The compensator includes a number of radiation attenuating leaves disposed along the fan beam width that move into the fan beam in a closed state, each leaf thus occluding one ray of the beam, and move out of the fan beam in an open state to allow unobstructed passage of the associated rays. A timer controls the ratio of the time during which each leaf is in the closed state to the time during which each leaf is in the open state thereby controlling the average intensity of each ray of the beam width independent of the other rays.
The compensator's ability to vary the intensity of individual rays within the beam width and among tumor slices, as opposed to simply collimating the edges of the beam, allows advanced techniques of therapy planning to be employed. In such techniques a fluence profile across the width of the beam is varied for each angle about the tumor to accurately control the radiation dose delivered to and around the tumor.
In this technique, a "pixel" of exposure is defined by the number of controllable rays in the fan beam and hence the width of each ray and the fan beam thickness. Smaller pixels provide better dose placement.
When a thin fan beam is used, smaller pixels are obtained, but more slices are needed to treat a tumor and hence more gantry rotations are required. This prolongs the treatment time because the speed of gantry rotation is limited by its fluence which is essentially constant regardless of fan beam width. If gantry rotation speed is increased, the radiation absorbed by the tumor slice is decreased.
In addition, gantry rotation speed is also limited by the maximum switching speed of the compensator leaves. To provide the desired duty cycle for each beam ray, the compensator leaves must be moved once in and out of the beam at each gantry angle and the next gantry angle cannot be assumed until that movement is complete.
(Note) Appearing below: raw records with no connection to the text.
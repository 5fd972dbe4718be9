use super::*;
use crate::rng;

/// Hazard-avoidance generator: start in the top-left quadrant, goal in the bottom-right one,
/// hazards scattered off a guaranteed route between them.
#[derive(Clone, Debug, PartialEq)]
pub struct HazardPuzzleGenerator {
    seed: Seed,
}

impl HazardPuzzleGenerator {
    pub fn new(seed: Seed) -> Self {
        Self { seed }
    }

    fn draw(&self, min: Coord, max: Coord, k: u64) -> Coord {
        rng::next_int(i64::from(min), i64::from(max), rng::offset(self.seed, k)) as Coord
    }
}

impl PuzzleGenerator for HazardPuzzleGenerator {
    type Config = HazardConfig;

    fn generate(self, config: &HazardConfig) -> Result<GeneratedPuzzle> {
        config.validate()?;

        let size = config.grid_size;
        // the two quadrant ranges never share a row or column index
        let near_half = (size - 1) / 2;
        let far_half = size.div_ceil(2);
        let start = (self.draw(0, near_half, 0), self.draw(0, near_half, 1));
        let goal = (
            self.draw(far_half, size - 1, 2),
            self.draw(far_half, size - 1, 3),
        );

        let solution = build_route(start, goal, rng::offset(self.seed, 4));
        let waypoints = vec![
            Waypoint {
                number: 1,
                coords: start,
            },
            Waypoint {
                number: 2,
                coords: goal,
            },
        ];
        let mut cells = layout_with_waypoints(size, &waypoints);
        let hazards = place_obstacles(&mut cells, &solution, config.hazard_count, self.seed);

        log::debug!(
            "Generated {size}x{size} hazard puzzle with seed {}: start {start:?}, goal {goal:?}, {hazards} hazards",
            self.seed
        );

        Ok(GeneratedPuzzle {
            layout: PuzzleLayout::from_cells(cells, waypoints),
            solution,
        })
    }
}
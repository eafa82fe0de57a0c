// Application layer: configuration, the Google Sheets client, and reports.

pub mod config;
pub mod http;
pub mod report;
// Season catalog: which sheet tabs exist and which selections combine them.

use serde::{Deserialize, Serialize};
use thiserror::Error;
use tracing::warn;

/// Store key remembering the last selection used.
pub const SELECTED_SEASON_KEY: &str = "pelada:v2:selectedSeason";

#[derive(Debug, Error, PartialEq)]
pub enum CatalogError {
    #[error("at least one season selection is required")]
    NoOptions,

    #[error("duplicate season selection `{0}`")]
    DuplicateOption(String),

    #[error("season selection `{0}` lists no seasons")]
    EmptyOption(String),

    #[error("season selection `{option}` references unknown season `{year}`")]
    UnknownSeason { option: String, year: String },
}

/// One season's tab in the published spreadsheet.
#[derive(Debug, Clone, PartialEq, Eq, Serialize, Deserialize)]
pub struct Season {
    pub year: String,
    pub gid: String,
    pub label: String,
}

/// A selectable view: one season, or several merged oldest-first.
#[derive(Debug, Clone, PartialEq, Eq, Serialize, Deserialize)]
pub struct SelectionOption {
    pub value: String,
    pub label: String,
    pub years: Vec<String>,
}

impl SelectionOption {
    pub fn is_multi_season(&self) -> bool {
        self.years.len() > 1
    }
}

#[derive(Debug, Clone)]
pub struct SeasonCatalog {
    source_id: String,
    seasons: Vec<Season>,
    options: Vec<SelectionOption>,
}

impl SeasonCatalog {
    /// Build a catalog, checking that every option resolves to known seasons.
    ///
    /// `source_id` identifies the spreadsheet and scopes every cache key.
    pub fn new(
        source_id: impl Into<String>,
        seasons: Vec<Season>,
        options: Vec<SelectionOption>,
    ) -> Result<Self, CatalogError> {
        if options.is_empty() {
            return Err(CatalogError::NoOptions);
        }
        for (i, option) in options.iter().enumerate() {
            if options[..i].iter().any(|o| o.value == option.value) {
                return Err(CatalogError::DuplicateOption(option.value.clone()));
            }
            if option.years.is_empty() {
                return Err(CatalogError::EmptyOption(option.value.clone()));
            }
            if let Some(year) = option
                .years
                .iter()
                .find(|y| !seasons.iter().any(|s| &s.year == *y))
            {
                return Err(CatalogError::UnknownSeason {
                    option: option.value.clone(),
                    year: year.clone(),
                });
            }
        }
        Ok(Self {
            source_id: source_id.into(),
            seasons,
            options,
        })
    }

    pub fn source_id(&self) -> &str {
        &self.source_id
    }

    pub fn options(&self) -> &[SelectionOption] {
        &self.options
    }

    pub fn contains(&self, value: &str) -> bool {
        self.options.iter().any(|o| o.value == value)
    }

    /// Look up a selection; unknown values fall back to the first option.
    pub fn option(&self, value: &str) -> &SelectionOption {
        match self.options.iter().find(|o| o.value == value) {
            Some(option) => option,
            None => {
                let fallback = &self.options[0];
                warn!(
                    "unknown season selection '{}', using '{}'",
                    value, fallback.value
                );
                fallback
            }
        }
    }

    /// Seasons for an option, in the option's year order.
    pub fn seasons_for(&self, option: &SelectionOption) -> Vec<&Season> {
        option
            .years
            .iter()
            .filter_map(|y| self.seasons.iter().find(|s| &s.year == y))
            .collect()
    }

    pub fn cache_key(&self, value: &str) -> String {
        format!("pelada:v2:players:{}:{}", self.source_id, value)
    }
}

// ---------------------------------------------------------------------------
// Tests
// ---------------------------------------------------------------------------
The tradeoff between treatment time and pixels size is illustrated by two polar design approaches for a compensator based system. One design approach would use a thick beam using a circumferential collimator. This design would provide fast therapy but large pixels and thus coarse fluence regulation. The second design approach would use a thin beam and require more time per therapy session producing finer fluence regulation.